Task brief: Starting at the first line of the listing below and ending at the line with "examples per category", copy each line exactly.

The records:
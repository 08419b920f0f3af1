//! Basic Few-Shot Dataset
//!
//! Sample a labeled table, embed it, and expand label embeddings.
//!
//! ```bash
//! cargo run --example basic_fewshot
//! ```

use fewshot::{expand_labels, select_subsample, Embedder, Table, DEFAULT_SEED};

/// Toy embedder: vowel and consonant counts. Swap in `SbertEmbedder` for real vectors.
struct Counts;

impl Embedder for Counts {
    fn embed(&self, texts: &[&str]) -> fewshot::Result<Vec<Vec<f32>>> {
        Ok(texts
            .iter()
            .map(|t| {
                let vowels = t.chars().filter(|c| "aeiou".contains(*c)).count();
                let letters = t.chars().filter(char::is_ascii_alphabetic).count();
                vec![vowels as f32, (letters - vowels) as f32]
            })
            .collect())
    }
}

fn main() -> fewshot::Result<()> {
    let mut table = Table::new(["text", "category"]);
    for (text, category) in [
        ("The striker scored twice", "sports"),
        ("Parliament passed the budget", "politics"),
        ("A late goal sealed the cup", "sports"),
        ("Polls open at dawn", "politics"),
        ("Record crowd at the derby", "sports"),
        ("Senate debates the bill", "politics"),
    ] {
        table.push_row([text, category])?;
    }

    // Two examples per category
    let sample = select_subsample(&table, 2, DEFAULT_SEED)?;
    println!("Sampled {} of {} rows", sample.len(), table.len());

    let mut dataset = sample.into_dataset("text")?;
    dataset.calc_sbert_embeddings(&Counts)?;
    let dataset = expand_labels(&mut dataset)?;

    for (i, example) in dataset.examples().iter().enumerate() {
        let category = dataset.category_of(i).unwrap_or("?");
        let label = dataset
            .label_embeddings()
            .and_then(|l| l.get(i))
            .cloned()
            .unwrap_or_default();
        println!("[{category}] {example:?} -> label vector {label:?}");
    }

    Ok(())
}
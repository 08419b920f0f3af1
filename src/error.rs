//! Error types for fewshot.

/// Errors that can occur while building, embedding, expanding, or sampling
/// a dataset.
#[derive(Debug, thiserror::Error)]
pub enum Error {
    /// Embeddings were read before `calc_sbert_embeddings` ran.
    #[error("embeddings not computed: run Dataset::calc_sbert_embeddings() first")]
    EmbeddingsNotComputed,

    /// An example's label does not index into the category list.
    #[error("label {label} of example {example} is out of range for {num_categories} categories")]
    LabelOutOfRange {
        /// Position of the offending example.
        example: usize,
        /// The label it carries.
        label: usize,
        /// Number of categories in the dataset.
        num_categories: usize,
    },

    /// The cached embeddings are too short to hold the category block.
    #[error("expected at least {expected} embeddings, found {actual}")]
    NotEnoughEmbeddings {
        /// Minimum number of vectors required.
        expected: usize,
        /// Number of vectors present.
        actual: usize,
    },

    /// The embedding model returned a different number of vectors than texts submitted.
    #[error("embedding model returned {actual} vectors for {expected} texts")]
    EmbeddingCountMismatch {
        /// Number of texts submitted.
        expected: usize,
        /// Number of vectors returned.
        actual: usize,
    },

    /// The embedding model returned vectors of differing dimension.
    #[error("embedding {index} has dimension {actual}, expected {expected}")]
    RaggedEmbeddings {
        /// Position of the first offending vector.
        index: usize,
        /// Dimension of the first vector.
        expected: usize,
        /// Dimension of the offending vector.
        actual: usize,
    },

    /// Examples and labels differ in length.
    #[error("{examples} examples but {labels} labels")]
    LengthMismatch {
        /// Number of examples.
        examples: usize,
        /// Number of labels.
        labels: usize,
    },

    /// Embedding model error (load or inference).
    #[error("embedding error: {0}")]
    Embedding(String),

    /// A table is missing a required column.
    #[error("missing column: {0}")]
    MissingColumn(String),

    /// The sampler's label column would overwrite its category column.
    #[error("label column {0:?} is also the category column")]
    ColumnConflict(String),

    /// A table row does not match the column count.
    #[error("row {row} has {actual} cells, expected {expected}")]
    RowWidth {
        /// Position of the row.
        row: usize,
        /// Number of columns in the table.
        expected: usize,
        /// Number of cells in the row.
        actual: usize,
    },
}

/// Result type for fewshot operations.
pub type Result<T> = std::result::Result<T, Error>;
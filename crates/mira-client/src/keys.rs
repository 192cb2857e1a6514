//! Exchange API key endpoints.

use crate::error::ClientResult;
use crate::http::ApiClient;
use crate::query;
use mira_core::{Exchange, ExchangeKey, ExchangeKeyCreate, ExchangeKeyUpdate, KeyValidation};
use uuid::Uuid;

impl ApiClient {
    /// Register a new exchange key. The plaintext secret is sent once
    /// and stored encrypted server-side.
    pub async fn create_key(&self, create: &ExchangeKeyCreate) -> ClientResult<ExchangeKey> {
        self.post("/keys", create).await
    }

    /// List stored keys, optionally filtered by exchange.
    pub async fn keys(&self, exchange: Option<Exchange>) -> ClientResult<Vec<ExchangeKey>> {
        let q = query::build(&[("exchange", exchange.map(|e| e.to_string()))]);
        self.get(&format!("/keys{q}")).await
    }

    /// Fetch one key by id.
    pub async fn key(&self, id: Uuid) -> ClientResult<ExchangeKey> {
        self.get(&format!("/keys/{id}")).await
    }

    /// Update a key's label or active flag.
    pub async fn update_key(
        &self,
        id: Uuid,
        update: &ExchangeKeyUpdate,
    ) -> ClientResult<ExchangeKey> {
        self.patch(&format!("/keys/{id}"), update).await
    }

    /// Revoke a key. The server responds 204.
    pub async fn revoke_key(&self, id: Uuid) -> ClientResult<()> {
        self.delete(&format!("/keys/{id}")).await
    }

    /// Ask the backend to validate the key against the exchange.
    pub async fn validate_key(&self, id: Uuid) -> ClientResult<KeyValidation> {
        self.post_empty(&format!("/keys/{id}/validate")).await
    }
}
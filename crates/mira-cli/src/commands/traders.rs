//! Trader discovery commands.

use anyhow::Result;
use clap::Subcommand;
use mira_client::{ApiClient, TraderListParams};
use rust_decimal::Decimal;
use uuid::Uuid;

#[derive(Subcommand, Debug)]
pub enum TradersCommand {
    /// List traders available for copying
    List {
        #[arg(long, default_value_t = 1)]
        page: u32,
        #[arg(long, default_value_t = 20)]
        page_size: u32,
        /// Sort key, e.g. "roi" or "win_rate"
        #[arg(long)]
        sort_by: Option<String>,
        /// Minimum 30-day ROI filter, in percent
        #[arg(long)]
        min_roi: Option<Decimal>,
    },
    /// Show one trader profile
    Show { id: Uuid },
}

pub async fn run(client: &ApiClient, command: TradersCommand) -> Result<()> {
    match command {
        TradersCommand::List {
            page,
            page_size,
            sort_by,
            min_roi,
        } => {
            let params = TraderListParams {
                page: Some(page),
                page_size: Some(page_size),
                sort_by,
                min_roi,
            };
            let traders = client.traders(&params).await?;

            println!(
                "{:<24} {:<12} {:>8} {:>8} {:>12} {:>6}",
                "ALIAS", "STATUS", "WIN%", "TRADES", "PNL", "SUBS"
            );
            for t in &traders.items {
                println!(
                    "{:<24} {:<12} {:>8} {:>8} {:>12} {:>6}",
                    t.alias,
                    format!("{:?}", t.status),
                    t.win_rate,
                    t.total_trades,
                    t.total_pnl,
                    t.current_subscribers,
                );
            }
            println!(
                "page {}/{} ({} traders)",
                traders.page, traders.total_pages, traders.total
            );
        }
        TradersCommand::Show { id } => {
            let t = client.trader(id).await?;
            println!("{} ({})", t.alias, t.id);
            if let Some(bio) = &t.bio {
                println!("  {bio}");
            }
            println!("  status:          {:?}", t.status);
            println!("  win rate:        {}", t.win_rate);
            println!("  total trades:    {}", t.total_trades);
            println!("  total pnl:       {}", t.total_pnl);
            println!("  performance fee: {}%", t.performance_fee_percentage);
            println!("  min allocation:  {}", t.min_allocation_amount);
            println!(
                "  subscribers:     {}{}",
                t.current_subscribers,
                t.max_subscribers
                    .map(|m| format!("/{m}"))
                    .unwrap_or_default()
            );
            println!(
                "  accepting:       {}",
                if t.accepts_subscribers() { "yes" } else { "no" }
            );
        }
    }
    Ok(())
}
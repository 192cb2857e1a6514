//! Paginated response envelope.

use serde::{Deserialize, Serialize};

/// Standard pagination envelope used by list endpoints.
#[derive(Debug, Clone, Serialize, Deserialize)]
pub struct Page<T> {
    pub items: Vec<T>,
    pub total: u64,
    pub page: u32,
    pub page_size: u32,
    pub total_pages: u32,
}

impl<T> Page<T> {
    pub fn is_empty(&self) -> bool {
        self.items.is_empty()
    }

    pub fn has_next(&self) -> bool {
        self.page < self.total_pages
    }
}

Answer for the task:
repository 08419b920f0f3af1
//! Basic Few-Shot Dataset
//!
//! Sample a labeled table, embed it, and expand label embeddings.
//!
//! ```bash
//! cargo run --example basic_fewshot
//! ```

use fewshot::{expand_labels, select_subsample, Embedder, Table, DEFAULT_SEED};

/// Toy embedder: vowel and consonant counts. Swap in `SbertEmbedder` for real vectors.
struct Counts;

impl Embedder for Counts {
    fn embed(&self, texts: &[&str]) -> fewshot::Result<Vec<Vec<f32>>> {
        Ok(texts
            .iter()
            .map(|t| {
                let vowels = t.chars().filter(|c| "aeiou".contains(*c)).count();
                let letters = t.chars().filter(char::is_ascii_alphabetic).count();
                vec![vowels as f32, (letters - vowels) as f32]
            })
            .collect())
    }
}

fn main() -> fewshot::Result<()> {
    let mut table = Table::new(["text", "category"]);
    for (text, category) in [
        ("The striker scored twice", "sports"),
        ("Parliament passed the budget", "politics"),
        ("A late goal sealed the cup", "sports"),
        ("Polls open at dawn", "politics"),
        ("Record crowd at the derby", "sports"),
        ("Senate debates the bill", "politics"),
    ] {
        table.push_row([text, category])?;
    }

    // Two examples per category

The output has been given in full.